For us, that means starting to create actual margin. Start breaking the habit of forcing yourself to do “just one more thing” before you rest and stop shaming yourself needing a minute to rest.

And just like a progress bar moves in small increments, change works the same way. Small decisions. Small boundaries. One moment at a time where you stop overriding what your body is telling you. That’s how a new way of living gets installed.

My New Rule: One Priority Per Holiday Weekend

I’m a rule follower. Always have been. So when I realized I needed to change how I approach weekends, I did what works for me… I made a rule.

For holiday weekends, I pick one priority.

Not one priority per day. One. For the whole weekend.

This comes directly from something I teach inside my Healing Habits program: when you focus on one habit at a time, you have an 85% chance of success. Add a second, and it drops to 35%. Add a third, and it plummets to 10%.

The more you try to do at once, the less you succeed at any of it. That’s not a personal failure, it’s just how the brain works.

So this Memorial Day weekend, I chose one priority: a family bike ride. Something we’d been talking about for over a year and never actually done.

The Catch: “One Thing” Is Usually Ten Things in Disguise

Here’s what I quickly realized. We don’t yet own bikes. So we needed to shop for bikes. We also needed to teach my daughter how to ride. And while we were at it, I decided it was obviously a great idea to clean out the garage to make room for the new bikes… do probably do a donation run too 🙃.

That’s why I needed the rule in the first place because my brain does not naturally stop at one thing.

This is exactly what happens when women decide to overhaul their MS diet on a Monday. It sounds like one thing. 

But it’s actually 

  • Researching what you can eat
  • Planning meals
  • Grocery shopping (at three different stores)
  • Reorganizing the fridge
  • Figuring out how to batch cook and 
  • Still having energy to actually enjoy (and clean up!) the food you made.

The rule isn’t just about picking one thing. It’s about protecting that one thing from the ten things that will try to attach themselves to it.

Start with Three Breaths (Really!)

Installing a new operating system takes time.
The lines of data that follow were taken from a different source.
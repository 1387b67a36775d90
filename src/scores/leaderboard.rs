//! Leaderboard
//!
//! Persisted as a JSON array of `{nickname, score, date}` records under the
//! [`LEADERBOARD_KEY`] slot. One entry per nickname (the higher score wins),
//! sorted by descending score, top [`LEADERBOARD_CAPACITY`] kept.

use chrono::{DateTime, Utc};
use serde::{Serialize, Deserialize};
use tracing::{info, warn};

use crate::scores::store::{KeyValueStore, StoreError};

/// Store slot holding the leaderboard.
pub const LEADERBOARD_KEY: &str = "leaderboard";

/// Entries kept after ranking.
pub const LEADERBOARD_CAPACITY: usize = 10;

/// One leaderboard record.
#[derive(Clone, Debug, PartialEq, Eq, Serialize, Deserialize)]
pub struct ScoreEntry {
    /// Player nickname
    pub nickname: String,
    /// Final score
    pub score: u32,
    /// When the score was achieved (RFC 3339 on disk)
    pub date: DateTime<Utc>,
}

impl ScoreEntry {
    /// Entry stamped with the current time.
    pub fn new(nickname: impl Into<String>, score: u32) -> Self {
        Self {
            nickname: nickname.into(),
            score,
            date: Utc::now(),
        }
    }
}

/// Leaderboard backed by a [`KeyValueStore`].
#[derive(Debug)]
pub struct Leaderboard<S> {
    store: S,
}

impl<S: KeyValueStore> Leaderboard<S> {
    /// Wrap a store.
    pub fn new(store: S) -> Self {
        Self { store }
    }

    /// Underlying store.
    pub fn store(&self) -> &S {
        &self.store
    }

    /// Read the persisted entries.
    ///
    /// A slot that does not parse is logged and read as empty.
    pub fn load(&self) -> Result<Vec<ScoreEntry>, StoreError> {
        let Some(raw) = self.store.get(LEADERBOARD_KEY)? else {
            return Ok(Vec::new());
        };

        match serde_json::from_str(&raw) {
            Ok(entries) => Ok(entries),
            Err(e) => {
                warn!("Ignoring unreadable leaderboard: {}", e);
                Ok(Vec::new())
            }
        }
    }

    /// Record a score and persist the ranked list.
    ///
    /// Returns the list as stored.
    pub fn submit(&mut self, entry: ScoreEntry) -> Result<Vec<ScoreEntry>, StoreError> {
        let nickname = entry.nickname.clone();
        let score = entry.score;

        let entries = merge_entry(self.load()?, entry);
        let encoded = serde_json::to_string(&entries)?;
        self.store.set(LEADERBOARD_KEY, &encoded)?;

        info!("Leaderboard updated: {} scored {} ({} entries)", nickname, score, entries.len());
        Ok(entries)
    }
}

/// Fold `entry` into `entries`: dedupe by nickname, rank and cap.
///
/// An existing entry is replaced only by a strictly higher score. Equal
/// scores keep their relative order.
pub fn merge_entry(mut entries: Vec<ScoreEntry>, entry: ScoreEntry) -> Vec<ScoreEntry> {
    match entries.iter_mut().find(|e| e.nickname == entry.nickname) {
        Some(existing) if entry.score > existing.score => *existing = entry,
        Some(_) => {}
        None => entries.push(entry),
    }

    entries.sort_by(|a, b| b.score.cmp(&a.score));
    entries.truncate(LEADERBOARD_CAPACITY);
    entries
}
The very first step isn’t a perfect sleep schedule or a fully restructured week. 

Start with your breath.

Three deep breaths. In. Out. In. Out. In. Out.

That takes less than 30 seconds. And you can feel the difference in your body. That’s your breath, your built-in power source, reminding your nervous system that it doesn’t have to stay in fight-or-flight.

Start there. Then, when you’re ready, start asking: what’s the one thing that actually matters this weekend?

The Goal Isn’t to Maximize the Weekend. It’s to Experience It.

I saw a quote years ago on the cover of a magazine: “The only thing left to do is to build memories.” I read it and my heart heard it, but my mind wasn’t ready yet. Productivity still felt like the most important thing.

I think I’m finally ready to hear it now.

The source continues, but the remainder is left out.